*The task*
Copy every line of the data that contains the string "texture".

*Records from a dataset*

<<<<

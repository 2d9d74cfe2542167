pub mod config;
pub mod constants;
pub mod error;
pub mod math;
pub mod types;

pub use config::{BumpType, WaterConfig};
pub use error::ConfigError;
pub use types::{Environment, EnvironmentFlags, FogSignal, WeatherBlend};
use std::path::Path;

use brine_core::config::{BumpType, WaterConfig};
use brine_core::math::saturate;
use brine_shade::water_normal::{bake_normal_map, NormalMap, NormalSample};
use glam::{UVec2, Vec3};

use crate::error::BakeError;

/// Largest supported texture edge in texels.
pub const MAX_SIZE: u32 = 4096;

/// RGBA8 texel (4 bytes): xyz = normal mapped from [-1, 1] to [0, 255],
/// a = height.
#[repr(C)]
#[derive(Debug, Clone, Copy, PartialEq, Eq, bytemuck::Pod, bytemuck::Zeroable)]
pub struct NormalTexel {
    pub rgba: [u8; 4],
}

impl NormalTexel {
    pub fn pack(sample: &NormalSample) -> Self {
        let n = (sample.normal * 0.5 + Vec3::splat(0.5)).clamp(Vec3::ZERO, Vec3::ONE);
        let to_u8 = |v: f32| (v * 255.0).round() as u8;
        Self {
            rgba: [
                to_u8(n.x),
                to_u8(n.y),
                to_u8(n.z),
                to_u8(saturate(sample.height)),
            ],
        }
    }
}

/// Parameters of a single bake.
#[derive(Debug, Clone, Copy, PartialEq)]
pub struct BakeSettings {
    /// Square texture edge in texels.
    pub size: u32,
    /// Gradient scale applied before normalization.
    pub scale: f32,
    /// Animation time to freeze the surface at.
    pub time: f32,
}

impl Default for BakeSettings {
    fn default() -> Self {
        Self {
            size: 256,
            scale: 4.0,
            time: 0.0,
        }
    }
}

impl BakeSettings {
    pub fn validate(&self) -> Result<(), BakeError> {
        if self.size == 0 || self.size > MAX_SIZE {
            return Err(BakeError::InvalidSize(self.size));
        }
        if !self.scale.is_finite() || !self.time.is_finite() {
            return Err(BakeError::Argument(format!(
                "scale and time must be finite (scale={}, time={})",
                self.scale, self.time
            )));
        }
        Ok(())
    }
}

/// Bake a tile and pack it for upload.
pub fn bake(
    settings: &BakeSettings,
    config: &WaterConfig,
) -> Result<(NormalMap, Vec<NormalTexel>), BakeError> {
    settings.validate()?;
    if config.bump_type == BumpType::Displacement {
        log::warn!("Displacement bump has no height field; the baked map is flat");
    }
    log::info!(
        "Baking {0}x{0} normal map ({1:?}, scale {2}, t={3})",
        settings.size,
        config.bump_type,
        settings.scale,
        settings.time
    );
    let map = bake_normal_map(
        UVec2::splat(settings.size),
        settings.scale,
        settings.time,
        config,
    );
    let texels = map.samples.iter().map(NormalTexel::pack).collect();
    Ok((map, texels))
}

/// Write texels as raw row-major RGBA8.
pub fn write_texels(path: &Path, texels: &[NormalTexel]) -> std::io::Result<()> {
    if let Some(parent) = path.parent() {
        std::fs::create_dir_all(parent)?;
    }
    std::fs::write(path, bytemuck::cast_slice::<NormalTexel, u8>(texels))
}
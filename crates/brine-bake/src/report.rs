use std::path::Path;

use brine_core::config::WaterConfig;
use brine_shade::water_normal::NormalMap;

use crate::bake::BakeSettings;
use crate::error::BakeError;

/// Summary statistics of one bake, saved alongside the texture.
#[derive(Debug, Clone, PartialEq, serde::Serialize, serde::Deserialize)]
pub struct BakeReport {
    pub width: u32,
    pub height: u32,
    pub bump_type: String,
    pub scale: f32,
    pub time: f32,
    pub min_height: f32,
    pub max_height: f32,
    pub mean_height: f32,
    /// Mean angle between the (unit) normal and +Z, in degrees.
    pub mean_tilt_deg: f32,
}

impl BakeReport {
    pub fn from_map(map: &NormalMap, settings: &BakeSettings, config: &WaterConfig) -> Self {
        let count = map.samples.len().max(1) as f32;
        let mut min_height = f32::INFINITY;
        let mut max_height = f32::NEG_INFINITY;
        let mut height_sum = 0.0f32;
        let mut tilt_sum = 0.0f32;

        for s in &map.samples {
            min_height = min_height.min(s.height);
            max_height = max_height.max(s.height);
            height_sum += s.height;
            tilt_sum += s.normal.z.clamp(-1.0, 1.0).acos().to_degrees();
        }
        if map.samples.is_empty() {
            min_height = 0.0;
            max_height = 0.0;
        }

        Self {
            width: map.size.x,
            height: map.size.y,
            bump_type: format!("{:?}", config.bump_type),
            scale: settings.scale,
            time: settings.time,
            min_height,
            max_height,
            mean_height: height_sum / count,
            mean_tilt_deg: tilt_sum / count,
        }
    }
}

/// Save a report as pretty JSON.
pub fn save_report(path: &Path, report: &BakeReport) -> Result<(), BakeError> {
    if let Some(parent) = path.parent() {
        std::fs::create_dir_all(parent)?;
    }
    let json = serde_json::to_string_pretty(report)?;
    std::fs::write(path, json)?;
    Ok(())
}

/// Format a report as a markdown summary table.
pub fn format_markdown(report: &BakeReport) -> String {
    let mut out = String::new();
    out.push_str("| Size | Bump | Scale | Time | Min H | Max H | Mean H | Mean tilt (deg) |\n");
    out.push_str("|------|------|-------|------|-------|-------|--------|-----------------|\n");
    out.push_str(&format!(
        "| {}x{} | {} | {:.2} | {:.2} | {:.4} | {:.4} | {:.4} | {:.2} |\n",
        report.width,
        report.height,
        report.bump_type,
        report.scale,
        report.time,
        report.min_height,
        report.max_height,
        report.mean_height,
        report.mean_tilt_deg,
    ));
    out
}

#[cfg(test)]
mod tests {
    use super::*;
    use brine_core::config::BumpType;
    use brine_shade::water_normal::bake_normal_map;
    use glam::UVec2;

    #[test]
    fn test_flat_report() {
        let config = WaterConfig {
            bump_type: BumpType::Displacement,
            bump: 0.25,
            ..Default::default()
        };
        let settings = BakeSettings::default();
        let map = bake_normal_map(UVec2::splat(4), settings.scale, settings.time, &config);
        let report = BakeReport::from_map(&map, &settings, &config);
        assert_eq!(report.width, 4);
        assert_eq!(report.bump_type, "Displacement");
        assert_eq!(report.min_height, 0.75);
        assert_eq!(report.max_height, 0.75);
        assert!((report.mean_height - 0.75).abs() < 1e-6);
        assert!(report.mean_tilt_deg.abs() < 1e-3);
    }

    #[test]
    fn test_noisy_report_bounds() {
        let config = WaterConfig {
            bump_type: BumpType::Fractal,
            bump: 0.5,
            ..Default::default()
        };
        let settings = BakeSettings::default();
        let map = bake_normal_map(UVec2::splat(16), settings.scale, 1.0, &config);
        let report = BakeReport::from_map(&map, &settings, &config);
        assert!(report.min_height <= report.mean_height);
        assert!(report.mean_height <= report.max_height);
        assert!(report.min_height >= 0.5 && report.max_height <= 1.0);
        assert!(report.mean_tilt_deg >= 0.0 && report.mean_tilt_deg < 90.0);
    }

    #[test]
    fn test_report_json_roundtrip() {
        let dir = std::env::temp_dir().join(format!("brine-report-{}", std::process::id()));
        let path = dir.join("report.json");
        let report = BakeReport {
            width: 8,
            height: 8,
            bump_type: "ValueNoise".into(),
            scale: 4.0,
            time: 0.5,
            min_height: 0.9,
            max_height: 1.0,
            mean_height: 0.95,
            mean_tilt_deg: 3.5,
        };
        save_report(&path, &report).unwrap();
        let loaded: BakeReport =
            serde_json::from_str(&std::fs::read_to_string(&path).unwrap()).unwrap();
        assert_eq!(loaded, report);
        std::fs::remove_dir_all(&dir).unwrap();
    }

    #[test]
    fn test_markdown_has_row() {
        let config = WaterConfig::default();
        let settings = BakeSettings::default();
        let map = bake_normal_map(UVec2::splat(2), 1.0, 0.0, &config);
        let md = format_markdown(&BakeReport::from_map(&map, &settings, &config));
        assert_eq!(md.lines().count(), 3);
        assert!(md.contains("| 2x2 |"));
    }
}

>>>>

*Reply*
/// Largest supported texture edge in texels.
    /// Square texture edge in texels.
/// Summary statistics of one bake, saved alongside the texture.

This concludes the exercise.